Personal information
- Date of birth: 1983 (age 41–42)

Coaching career^{3}
- Years: Club / Games (W–L–D)
- 2017–2019: Collingwood (W) / 21 (7–14–0)
- Total:  / 21 (7–14–0)
- ^{3} Coaching statistics correct as of 2019.

= Wayne Siekman =

Australian rules football coach (born 1983)

Wayne Siekman is an Australian rules football coach who was the head coach of the Collingwood Football Club in the AFL Women's competition (AFLW) between 2017 and 2019.

==Coaching career==
===Beginnings===
Siekman's coaching career began in earnest with two years as the Chelsea Football Club's Under 18 coach.

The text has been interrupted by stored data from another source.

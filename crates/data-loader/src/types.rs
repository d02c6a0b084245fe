//! Core domain types for the MovieLens "latest" datasets.
//!
//! This module defines the fundamental data structures used throughout the system:
//! - Type aliases for domain clarity (UserId, MovieId)
//! - Movies, ratings, tags and links as plain structs
//! - The genre vocabulary and the half-star rating buckets used for rule mining
//! - `DataIndex`, the in-memory rating store

use serde::{Deserialize, Serialize};
use std::collections::{BTreeMap, BTreeSet, HashMap};
use std::fmt;
use std::str::FromStr;
use std::sync::atomic::{AtomicU64, Ordering};
use tracing::debug;

use crate::error::{DataError, Result};

// =============================================================================
// Type Aliases
// =============================================================================

/// Unique identifier for a user
pub type UserId = u32;

/// Unique identifier for a movie
pub type MovieId = u32;

// =============================================================================
// Dataset names
// =============================================================================

/// The MovieLens releases this crate knows how to load.
#[derive(Debug, Clone, Copy, Default, PartialEq, Eq, Hash, Serialize, Deserialize)]
pub enum Dataset {
    /// 100836 ratings and 3683 tag applications across 9742 movies
    #[default]
    MlLatestSmall,
    /// The full "latest" release (tens of millions of ratings)
    MlLatest,
}

impl Dataset {
    /// Directory name of the dataset under the raw data root
    pub fn dir_name(&self) -> &'static str {
        match self {
            Dataset::MlLatestSmall => "ml-latest-small",
            Dataset::MlLatest => "ml-latest",
        }
    }
}

impl fmt::Display for Dataset {
    fn fmt(&self, f: &mut fmt::Formatter<'_>) -> fmt::Result {
        f.write_str(self.dir_name())
    }
}

impl FromStr for Dataset {
    type Err = DataError;

    fn from_str(s: &str) -> Result<Self> {
        match s {
            "ml-latest-small" => Ok(Dataset::MlLatestSmall),
            "ml-latest" => Ok(Dataset::MlLatest),
            _ => Err(DataError::InvalidDataset {
                name: s.to_string(),
            }),
        }
    }
}

// =============================================================================
// Movie-related Types
// =============================================================================

/// Represents a movie in the dataset
#[derive(Debug, Clone, PartialEq, Serialize, Deserialize)]
pub struct Movie {
    pub id: MovieId,
    /// Title including the release year, e.g. "Toy Story (1995)"
    pub title: String,
    /// Genres exactly as listed in movies.csv (may be the sentinel alone)
    pub genres: Vec<Genre>,
}

impl Movie {
    /// Genres of the movie without the "(no genres listed)" sentinel
    pub fn genre_set(&self) -> BTreeSet<Genre> {
        self.genres
            .iter()
            .copied()
            .filter(|genre| !genre.is_sentinel())
            .collect()
    }
}

/// Movie genres from MovieLens.
///
/// The 19 real genres plus the `NoGenresListed` sentinel, which is kept on
/// the movie but never becomes a feature column.
#[derive(Debug, Clone, Copy, PartialEq, Eq, PartialOrd, Ord, Hash, Serialize, Deserialize)]
pub enum Genre {
    Action,
    Adventure,
    Animation,
    Children,
    Comedy,
    Crime,
    Documentary,
    Drama,
    Fantasy,
    FilmNoir,
    Horror,
    Imax,
    Musical,
    Mystery,
    Romance,
    SciFi,
    Thriller,
    War,
    Western,
    NoGenresListed,
}

impl Genre {
    /// Feature vocabulary: every genre except the sentinel, in column order
    pub const VOCABULARY: [Genre; 19] = [
        Genre::Action,
        Genre::Adventure,
        Genre::Animation,
        Genre::Children,
        Genre::Comedy,
        Genre::Crime,
        Genre::Documentary,
        Genre::Drama,
        Genre::Fantasy,
        Genre::FilmNoir,
        Genre::Horror,
        Genre::Imax,
        Genre::Musical,
        Genre::Mystery,
        Genre::Romance,
        Genre::SciFi,
        Genre::Thriller,
        Genre::War,
        Genre::Western,
    ];

    /// Label as it appears in movies.csv
    pub fn label(&self) -> &'static str {
        match self {
            Genre::Action => "Action",
            Genre::Adventure => "Adventure",
            Genre::Animation => "Animation",
            Genre::Children => "Children",
            Genre::Comedy => "Comedy",
            Genre::Crime => "Crime",
            Genre::Documentary => "Documentary",
            Genre::Drama => "Drama",
            Genre::Fantasy => "Fantasy",
            Genre::FilmNoir => "Film-Noir",
            Genre::Horror => "Horror",
            Genre::Imax => "IMAX",
            Genre::Musical => "Musical",
            Genre::Mystery => "Mystery",
            Genre::Romance => "Romance",
            Genre::SciFi => "Sci-Fi",
            Genre::Thriller => "Thriller",
            Genre::War => "War",
            Genre::Western => "Western",
            Genre::NoGenresListed => "(no genres listed)",
        }
    }

    pub fn is_sentinel(&self) -> bool {
        matches!(self, Genre::NoGenresListed)
    }

    /// Column of this genre in the one-hot vocabulary, `None` for the sentinel
    pub fn column(&self) -> Option<usize> {
        Genre::VOCABULARY.iter().position(|g| g == self)
    }
}

impl fmt::Display for Genre {
    fn fmt(&self, f: &mut fmt::Formatter<'_>) -> fmt::Result {
        f.write_str(self.label())
    }
}

/// Identifiers linking a movie to IMDb and TMDb
#[derive(Debug, Clone, PartialEq, Eq, Serialize, Deserialize)]
pub struct Link {
    pub movie_id: MovieId,
    /// Kept as text: IMDb ids carry leading zeros ("0114709")
    pub imdb_id: String,
    pub tmdb_id: Option<u32>,
}

// =============================================================================
// Rating and Tag Types
// =============================================================================

/// Represents a single rating from a user for a movie
#[derive(Debug, Clone, Copy, PartialEq, Serialize, Deserialize)]
pub struct Rating {
    pub user_id: UserId,
    pub movie_id: MovieId,
    /// Half-star rating from 0.5 to 5.0
    pub rating: f32,
    /// Unix timestamp when rating was made
    pub timestamp: i64,
}

/// Free-text tag applied by a user to a movie
#[derive(Debug, Clone, PartialEq, Serialize, Deserialize)]
pub struct Tag {
    pub user_id: UserId,
    pub movie_id: MovieId,
    pub tag: String,
    pub timestamp: i64,
}

/// One-hot discretization of a half-star rating.
///
/// Stored as the number of half stars, so `RatingBucket(8)` is 4.0 stars.
#[derive(Debug, Clone, Copy, PartialEq, Eq, PartialOrd, Ord, Hash, Serialize, Deserialize)]
pub struct RatingBucket(u8);

impl RatingBucket {
    pub const MIN_HALF_STARS: u8 = 1;
    pub const MAX_HALF_STARS: u8 = 10;

    /// Bucket for a rating value, `None` unless it is a half-integer in [0.5, 5.0]
    pub fn from_rating(rating: f32) -> Option<Self> {
        let doubled = rating * 2.0;
        let half_stars = doubled.round();
        if (doubled - half_stars).abs() > 1e-4 {
            return None;
        }
        let half_stars = half_stars as i32;
        if half_stars < Self::MIN_HALF_STARS as i32 || half_stars > Self::MAX_HALF_STARS as i32 {
            return None;
        }
        Some(RatingBucket(half_stars as u8))
    }

    /// Numeric rating this bucket stands for
    pub fn value(&self) -> f64 {
        self.0 as f64 / 2.0
    }

    pub fn half_stars(&self) -> u8 {
        self.0
    }
}

impl fmt::Display for RatingBucket {
    fn fmt(&self, f: &mut fmt::Formatter<'_>) -> fmt::Result {
        write!(f, "rating_{:.1}", self.value())
    }
}

// =============================================================================
// DataIndex - The Rating Store
// =============================================================================

/// In-memory view of the four MovieLens tables.
///
/// Ratings are keyed by `(user_id, movie_id)` in a `BTreeMap`, which gives
/// both the uniqueness invariant and the `(user, movie)` ordering for free.
/// `delete_rating` is the only mutation after loading; it bumps `generation`.
/// Every mutation also takes a fresh process-wide `revision`, so memoized
/// derived values can tell both a changed store and a different store apart.
#[derive(Debug, Clone)]
pub struct DataIndex {
    pub(crate) name: String,

    // Primary data stores
    pub(crate) movies: BTreeMap<MovieId, Movie>,
    pub(crate) links: BTreeMap<MovieId, Link>,
    pub(crate) ratings: BTreeMap<(UserId, MovieId), Rating>,
    pub(crate) tags: Vec<Tag>,

    /// Users who rated each movie (secondary index over `ratings`)
    pub(crate) movie_raters: HashMap<MovieId, BTreeSet<UserId>>,

    pub(crate) generation: u64,
    revision: u64,
}

static NEXT_REVISION: AtomicU64 = AtomicU64::new(1);

fn next_revision() -> u64 {
    NEXT_REVISION.fetch_add(1, Ordering::Relaxed)
}

impl DataIndex {
    /// Creates a new, empty DataIndex
    pub fn new() -> Self {
        Self {
            name: String::new(),
            movies: BTreeMap::new(),
            links: BTreeMap::new(),
            ratings: BTreeMap::new(),
            tags: Vec::new(),
            movie_raters: HashMap::new(),
            generation: 0,
            revision: next_revision(),
        }
    }

    /// Name of the dataset this index was loaded from (empty for synthetic indices)
    pub fn name(&self) -> &str {
        &self.name
    }

    /// Number of successful deletions since the index was built
    pub fn generation(&self) -> u64 {
        self.generation
    }

    /// Token for the current contents.
    ///
    /// Unique per mutation across the process; clones share it until one of
    /// them changes.
    pub fn revision(&self) -> u64 {
        self.revision
    }

    // Getters

    /// Get a movie by ID
    pub fn get_movie(&self, id: MovieId) -> Option<&Movie> {
        self.movies.get(&id)
    }

    /// Get a movie by ID, failing with `UnknownMovie` if it is not in the movie table
    pub fn movie_by_id(&self, id: MovieId) -> Result<&Movie> {
        self.movies.get(&id).ok_or(DataError::UnknownMovie(id))
    }

    /// All movies ordered by id
    pub fn movies(&self) -> impl Iterator<Item = &Movie> + '_ {
        self.movies.values()
    }

    pub fn get_link(&self, movie_id: MovieId) -> Option<&Link> {
        self.links.get(&movie_id)
    }

    pub fn links(&self) -> impl Iterator<Item = &Link> + '_ {
        self.links.values()
    }

    pub fn tags(&self) -> &[Tag] {
        &self.tags
    }

    /// Ratings filtered by user and/or movie, ordered by `(user_id, movie_id)`.
    ///
    /// Both filters absent returns every rating.
    pub fn ratings_for(&self, user_id: Option<UserId>, movie_id: Option<MovieId>) -> Vec<Rating> {
        match (user_id, movie_id) {
            (Some(user_id), Some(movie_id)) => {
                self.ratings.get(&(user_id, movie_id)).copied().into_iter().collect()
            }
            (Some(user_id), None) => self.user_ratings(user_id).copied().collect(),
            (None, Some(movie_id)) => self.movie_ratings(movie_id).copied().collect(),
            (None, None) => self.ratings.values().copied().collect(),
        }
    }

    /// Ratings made by a user, ordered by movie id
    pub fn user_ratings(&self, user_id: UserId) -> impl Iterator<Item = &Rating> + '_ {
        self.ratings
            .range((user_id, MovieId::MIN)..=(user_id, MovieId::MAX))
            .map(|(_, rating)| rating)
    }

    /// Ratings received by a movie, ordered by user id
    pub fn movie_ratings(&self, movie_id: MovieId) -> impl Iterator<Item = &Rating> + '_ {
        self.movie_raters
            .get(&movie_id)
            .into_iter()
            .flatten()
            .filter_map(move |&user_id| self.ratings.get(&(user_id, movie_id)))
    }

    /// Look up a single rating
    pub fn get_rating(&self, user_id: UserId, movie_id: MovieId) -> Option<&Rating> {
        self.ratings.get(&(user_id, movie_id))
    }

    /// Whether the user appears in the ratings table
    pub fn has_user(&self, user_id: UserId) -> bool {
        self.user_ratings(user_id).next().is_some()
    }

    /// Distinct users appearing in the ratings table, ascending
    pub fn user_ids(&self) -> Vec<UserId> {
        let mut users: Vec<UserId> = self.ratings.keys().map(|&(user_id, _)| user_id).collect();
        users.dedup();
        users
    }

    // Mutators

    /// Insert a movie into the index
    pub fn insert_movie(&mut self, movie: Movie) {
        self.revision = next_revision();
        self.movies.insert(movie.id, movie);
    }

    pub fn insert_link(&mut self, link: Link) {
        self.revision = next_revision();
        self.links.insert(link.movie_id, link);
    }

    pub fn insert_tag(&mut self, tag: Tag) {
        self.revision = next_revision();
        self.tags.push(tag);
    }

    /// Insert a rating and update indices.
    ///
    /// A rating for an existing `(user_id, movie_id)` pair replaces the old
    /// one, which is returned.
    pub fn insert_rating(&mut self, rating: Rating) -> Option<Rating> {
        self.revision = next_revision();
        self.movie_raters
            .entry(rating.movie_id)
            .or_default()
            .insert(rating.user_id);
        self.ratings.insert((rating.user_id, rating.movie_id), rating)
    }

    /// Remove a rating, simulating an unknown ground truth.
    ///
    /// Checks run in a fixed order: the user must appear in the ratings
    /// table (`UnknownUser`), then the movie must be in the movie table
    /// (`UnknownMovie`). Returns whether the rating existed.
    pub fn delete_rating(&mut self, user_id: UserId, movie_id: MovieId) -> Result<bool> {
        if !self.has_user(user_id) {
            return Err(DataError::UnknownUser(user_id));
        }
        if !self.movies.contains_key(&movie_id) {
            return Err(DataError::UnknownMovie(movie_id));
        }

        if self.ratings.remove(&(user_id, movie_id)).is_none() {
            return Ok(false);
        }

        if let Some(raters) = self.movie_raters.get_mut(&movie_id) {
            raters.remove(&user_id);
            if raters.is_empty() {
                self.movie_raters.remove(&movie_id);
            }
        }
        self.generation += 1;
        self.revision = next_revision();
        debug!(user_id, movie_id, generation = self.generation, "Rating deleted");
        Ok(true)
    }

    /// Number of ratings currently in the store
    pub fn rating_count(&self) -> usize {
        self.ratings.len()
    }

    /// Get (users, movies, ratings) counts for debugging/validation
    pub fn counts(&self) -> (usize, usize, usize) {
        (self.user_ids().len(), self.movies.len(), self.ratings.len())
    }
}

// Implement Default trait for convenience
impl Default for DataIndex {
    fn default() -> Self {
        Self::new()
    }
}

His first major coaching appointment came when he joined the Dandenong Stingrays as a development coach in 2006. He served at the TAC Cup side in multiple roles over the next decade including later as a senior assistant coach.

In addition to his role at the Stingrays, Siekman served as head coach of the Victorian Metro side at Youth Girls Championships between 2014 and 2016. He coached the side to national titles in both 2015 and 2016.

He also briefly worked as an assistant development coach for Collingwood's VFL team in 2008.

===AFL Women's===
Siekman was appointed as the inaugural head coach of 's AFL Women's side in July 2016.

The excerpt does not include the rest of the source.